== RECORDS TO USE
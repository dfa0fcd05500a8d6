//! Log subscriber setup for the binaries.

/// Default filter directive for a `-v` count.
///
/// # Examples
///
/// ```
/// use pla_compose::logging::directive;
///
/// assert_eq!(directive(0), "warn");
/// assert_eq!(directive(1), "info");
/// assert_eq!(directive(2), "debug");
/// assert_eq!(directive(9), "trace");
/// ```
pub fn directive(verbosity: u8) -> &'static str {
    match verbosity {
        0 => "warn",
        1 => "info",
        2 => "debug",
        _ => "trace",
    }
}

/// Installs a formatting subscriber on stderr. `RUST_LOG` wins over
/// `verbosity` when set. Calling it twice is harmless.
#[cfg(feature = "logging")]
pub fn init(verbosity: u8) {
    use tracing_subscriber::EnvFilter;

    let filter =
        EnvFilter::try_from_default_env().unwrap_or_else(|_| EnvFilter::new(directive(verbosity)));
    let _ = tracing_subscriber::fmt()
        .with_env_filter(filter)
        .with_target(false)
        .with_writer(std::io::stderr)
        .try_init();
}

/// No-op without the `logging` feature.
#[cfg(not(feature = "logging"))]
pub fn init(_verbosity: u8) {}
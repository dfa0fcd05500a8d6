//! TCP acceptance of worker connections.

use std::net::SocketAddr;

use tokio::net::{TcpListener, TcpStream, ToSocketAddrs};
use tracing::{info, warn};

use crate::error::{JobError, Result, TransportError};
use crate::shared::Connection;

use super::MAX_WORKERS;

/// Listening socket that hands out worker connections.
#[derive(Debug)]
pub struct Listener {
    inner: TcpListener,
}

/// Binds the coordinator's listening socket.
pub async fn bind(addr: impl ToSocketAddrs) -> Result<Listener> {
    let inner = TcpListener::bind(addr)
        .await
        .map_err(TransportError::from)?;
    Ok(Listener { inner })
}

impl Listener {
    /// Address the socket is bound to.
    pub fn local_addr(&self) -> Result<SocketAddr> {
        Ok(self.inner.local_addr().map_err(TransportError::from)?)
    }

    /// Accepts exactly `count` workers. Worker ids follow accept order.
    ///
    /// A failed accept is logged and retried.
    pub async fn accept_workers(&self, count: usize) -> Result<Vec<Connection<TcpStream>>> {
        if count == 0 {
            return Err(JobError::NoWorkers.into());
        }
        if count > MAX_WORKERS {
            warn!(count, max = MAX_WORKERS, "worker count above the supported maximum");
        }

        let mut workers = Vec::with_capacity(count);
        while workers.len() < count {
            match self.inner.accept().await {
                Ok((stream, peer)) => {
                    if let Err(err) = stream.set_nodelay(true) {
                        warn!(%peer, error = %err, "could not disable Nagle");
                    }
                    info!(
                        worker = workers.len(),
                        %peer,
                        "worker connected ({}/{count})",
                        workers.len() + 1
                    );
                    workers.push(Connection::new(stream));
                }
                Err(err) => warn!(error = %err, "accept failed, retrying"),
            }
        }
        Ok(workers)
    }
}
====
**ACTION ITEM**
Would you retype exactly the lines above, from the line with "if count > MAX_WORKERS" to the line with "if let Err(err)", with both end lines kept and nothing more?

**RESPONSE AREA**
        if count > MAX_WORKERS {
            warn!(count, max = MAX_WORKERS, "worker count above the supported maximum");
        }

        let mut workers = Vec::with_capacity(count);
        while workers.len() < count {
            match self.inner.accept().await {
                Ok((stream, peer)) => {
                    if let Err(err) = stream.set_nodelay(true) {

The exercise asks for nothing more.